**Task details**
Set down the lines of the data exactly, starting at the first and stopping after the line containing "or mapping operand".

*** Input records ***

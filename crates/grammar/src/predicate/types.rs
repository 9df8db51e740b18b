//! Predicate types.
//!
//! Provides the condition model accumulated by the builder:
//! - QueryCondition: one leaf predicate or a nested group of predicates
//! - LeafType / Comparator: string-backed enums that tolerate unknown names
//! - ConditionValue: scalar, sequence or mapping operand

use serde::{Deserialize, Serialize};
use serde_json::{Number, Value};
use std::collections::BTreeMap;
use std::fmt;

/// How a condition joins to the one before it.
#[derive(Debug, Clone, Copy, Serialize, Deserialize, Default, PartialEq, Eq)]
#[serde(rename_all = "lowercase")]
pub enum LogicalJoin {
    #[default]
    And,
    Or,
}

/// Leaf predicate kinds understood by the translator.
///
/// Unrecognized names are kept as [`LeafType::Other`] so that they reach the
/// translator, which decides between an empty clause and an error.
#[derive(Debug, Clone, PartialEq, Eq, Hash, Serialize, Deserialize)]
#[serde(from = "String", into = "String")]
pub enum LeafType {
    Term,
    Match,
    Terms,
    MatchPhrase,
    Range,
    MultiMatch,
    Wildcard,
    Exists,
    Other(String),
}

impl LeafType {
    /// Engine keyword for this leaf type.
    pub fn as_str(&self) -> &str {
        match self {
            LeafType::Term => "term",
            LeafType::Match => "match",
            LeafType::Terms => "terms",
            LeafType::MatchPhrase => "match_phrase",
            LeafType::Range => "range",
            LeafType::MultiMatch => "multi_match",
            LeafType::Wildcard => "wildcard",
            LeafType::Exists => "exists",
            LeafType::Other(name) => name,
        }
    }

    /// Whether the translator has a clause shape for this type.
    pub fn is_recognized(&self) -> bool {
        !matches!(self, LeafType::Other(_))
    }
}

impl From<&str> for LeafType {
    fn from(name: &str) -> Self {
        match name {
            "term" => LeafType::Term,
            "match" => LeafType::Match,
            "terms" => LeafType::Terms,
            "match_phrase" => LeafType::MatchPhrase,
            "range" => LeafType::Range,
            "multi_match" => LeafType::MultiMatch,
            "wildcard" => LeafType::Wildcard,
            "exists" => LeafType::Exists,
            other => LeafType::Other(other.to_string()),
        }
    }
}

impl From<String> for LeafType {
    fn from(name: String) -> Self {
        LeafType::from(name.as_str())
    }
}

impl From<LeafType> for String {
    fn from(leaf_type: LeafType) -> Self {
        match leaf_type {
            LeafType::Other(name) => name,
            known => known.as_str().to_string(),
        }
    }
}

impl fmt::Display for LeafType {
    fn fmt(&self, f: &mut fmt::Formatter<'_>) -> fmt::Result {
        f.write_str(self.as_str())
    }
}

/// Comparator attached to a leaf.
///
/// `Ne` negates the condition; the remaining variants name range bounds.
#[derive(Debug, Clone, PartialEq, Eq, Hash, Serialize, Deserialize)]
#[serde(from = "String", into = "String")]
pub enum Comparator {
    Ne,
    Gt,
    Gte,
    Lt,
    Lte,
    Other(String),
}

impl Comparator {
    pub fn as_str(&self) -> &str {
        match self {
            Comparator::Ne => "ne",
            Comparator::Gt => "gt",
            Comparator::Gte => "gte",
            Comparator::Lt => "lt",
            Comparator::Lte => "lte",
            Comparator::Other(name) => name,
        }
    }
}

impl From<&str> for Comparator {
    fn from(name: &str) -> Self {
        match name {
            "ne" => Comparator::Ne,
            "gt" => Comparator::Gt,
            "gte" => Comparator::Gte,
            "lt" => Comparator::Lt,
            "lte" => Comparator::Lte,
            other => Comparator::Other(other.to_string()),
        }
    }
}

impl From<String> for Comparator {
    fn from(name: String) -> Self {
        Comparator::from(name.as_str())
    }
}

impl From<Comparator> for String {
    fn from(comparator: Comparator) -> Self {
        match comparator {
            Comparator::Other(name) => name,
            known => known.as_str().to_string(),
        }
    }
}

/// Scalar operand.
#[derive(Debug, Clone, PartialEq, Serialize, Deserialize)]
#[serde(untagged)]
pub enum Scalar {
    Null,
    Bool(bool),
    Int(i64),
    /// Integers above `i64::MAX`; tried before `Float` so they stay exact.
    UInt(u64),
    Float(f64),
    Str(String),
}

impl Scalar {
    /// Text form used when the operand is spliced into a pattern.
    pub fn as_text(&self) -> String {
        match self {
            Scalar::Null => String::new(),
            Scalar::Bool(b) => b.to_string(),
            Scalar::Int(i) => i.to_string(),
            Scalar::UInt(u) => u.to_string(),
            Scalar::Float(f) => f.to_string(),
            Scalar::Str(s) => s.clone(),
        }
    }

    pub fn to_value(&self) -> Value {
        match self {
            Scalar::Null => Value::Null,
            Scalar::Bool(b) => Value::Bool(*b),
            Scalar::Int(i) => Value::Number((*i).into()),
            Scalar::UInt(u) => Value::Number((*u).into()),
            // Non-finite floats have no JSON form.
            Scalar::Float(f) => Number::from_f64(*f).map_or(Value::Null, Value::Number),
            Scalar::Str(s) => Value::String(s.clone()),
        }
    }
}

/// Comparison operand: its shape depends on the leaf type.
#[derive(Debug, Clone, PartialEq, Serialize, Deserialize)]
#[serde(untagged)]
pub enum ConditionValue {
    Scalar(Scalar),
    Sequence(Vec<ConditionValue>),
    Mapping(BTreeMap<String, ConditionValue>),
}

impl Default for ConditionValue {
    fn default() -> Self {
        ConditionValue::Scalar(Scalar::Null)
    }
}

impl ConditionValue {
    /// Build a mapping operand from key/value pairs.
    pub fn mapping<K, V, I>(entries: I) -> Self
    where
        K: Into<String>,
        V: Into<ConditionValue>,
        I: IntoIterator<Item = (K, V)>,
    {
        ConditionValue::Mapping(
            entries
                .into_iter()
                .map(|(k, v)| (k.into(), v.into()))
                .collect(),
        )
    }

    /// Text form used by pattern clauses. Compound operands render as JSON.
    pub fn as_text(&self) -> String {
        match self {
            ConditionValue::Scalar(scalar) => scalar.as_text(),
            compound => compound.to_value().to_string(),
        }
    }

    pub fn to_value(&self) -> Value {
        match self {
            ConditionValue::Scalar(scalar) => scalar.to_value(),
            ConditionValue::Sequence(items) => {
                Value::Array(items.iter().map(ConditionValue::to_value).collect())
            }
            ConditionValue::Mapping(entries) => Value::Object(
                entries
                    .iter()
                    .map(|(k, v)| (k.clone(), v.to_value()))
                    .collect(),
            ),
        }
    }
}

impl From<Scalar> for ConditionValue {
    fn from(scalar: Scalar) -> Self {
        ConditionValue::Scalar(scalar)
    }
}

impl From<&str> for ConditionValue {
    fn from(s: &str) -> Self {
        ConditionValue::Scalar(Scalar::Str(s.to_string()))
    }
}

impl From<String> for ConditionValue {
    fn from(s: String) -> Self {
        ConditionValue::Scalar(Scalar::Str(s))
    }
}

impl From<i64> for ConditionValue {
    fn from(i: i64) -> Self {
        ConditionValue::Scalar(Scalar::Int(i))
    }
}

impl From<i32> for ConditionValue {
    fn from(i: i32) -> Self {
        ConditionValue::Scalar(Scalar::Int(i64::from(i)))
    }
}

impl From<u64> for ConditionValue {
    fn from(u: u64) -> Self {
        ConditionValue::Scalar(Scalar::UInt(u))
    }
}

impl From<f64> for ConditionValue {
    fn from(f: f64) -> Self {
        ConditionValue::Scalar(Scalar::Float(f))
    }
}

impl From<bool> for ConditionValue {
    fn from(b: bool) -> Self {
        ConditionValue::Scalar(Scalar::Bool(b))
    }
}

impl<T: Into<ConditionValue>> From<Vec<T>> for ConditionValue {
    fn from(items: Vec<T>) -> Self {
        ConditionValue::Sequence(items.into_iter().map(Into::into).collect())
    }
}

/// One predicate as authored through the builder.
#[derive(Debug, Clone, PartialEq, Serialize, Deserialize)]
pub struct QueryCondition {
    /// Join to the previous condition. Ignored on the first one.
    #[serde(default)]
    pub join: LogicalJoin,

    #[serde(flatten)]
    pub kind: ConditionKind,
}

/// Leaf predicate or nested sub-list.
///
/// Nested groups carry no comparator: a negated group has no representation.
#[derive(Debug, Clone, PartialEq, Serialize, Deserialize)]
#[serde(tag = "kind", rename_all = "snake_case")]
pub enum ConditionKind {
    Leaf {
        leaf_type: LeafType,
        field: String,
        #[serde(default, skip_serializing_if = "Option::is_none")]
        comparator: Option<Comparator>,
        #[serde(default)]
        value: ConditionValue,
    },
    Nested {
        children: Vec<QueryCondition>,
    },
}

impl QueryCondition {
    /// Create a leaf condition.
    pub fn leaf(
        join: LogicalJoin,
        leaf_type: LeafType,
        field: impl Into<String>,
        comparator: Option<Comparator>,
        value: impl Into<ConditionValue>,
    ) -> Self {
        Self {
            join,
            kind: ConditionKind::Leaf {
                leaf_type,
                field: field.into(),
                comparator,
                value: value.into(),
            },
        }
    }

    /// Create a nested group compiled as its own sub-query.
    pub fn nested(join: LogicalJoin, children: Vec<QueryCondition>) -> Self {
        Self {
            join,
            kind: ConditionKind::Nested { children },
        }
    }

    /// Whether this condition is routed to `must_not`.
    pub fn is_negated(&self) -> bool {
        matches!(
            &self.kind,
            ConditionKind::Leaf {
                comparator: Some(Comparator::Ne),
                ..
            }
        )
    }

    pub fn is_or(&self) -> bool {
        self.join == LogicalJoin::Or
    }
}

/// Contiguous run of conditions joined by AND.
#[derive(Debug, Clone, Copy, PartialEq)]
pub struct ConditionGroup<'a> {
    conditions: &'a [QueryCondition],
}

impl<'a> ConditionGroup<'a> {
    pub(crate) fn new(conditions: &'a [QueryCondition]) -> Self {
        Self { conditions }
    }

    pub fn conditions(&self) -> &'a [QueryCondition] {
        self.conditions
    }

    pub fn len(&self) -> usize {
        self.conditions.len()
    }

    pub fn is_empty(&self) -> bool {
        self.conditions.is_empty()
    }
}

***

**Exercise answer**
filename crates/grammar/src/predicate/types.rs
repository 9df8db51e740b18b
//! Predicate types.
//!
//! Provides the condition model accumulated by the builder:
//! - QueryCondition: one leaf predicate or a nested group of predicates
//! - LeafType / Comparator: string-backed enums that tolerate unknown names
//! - ConditionValue: scalar, sequence or mapping operand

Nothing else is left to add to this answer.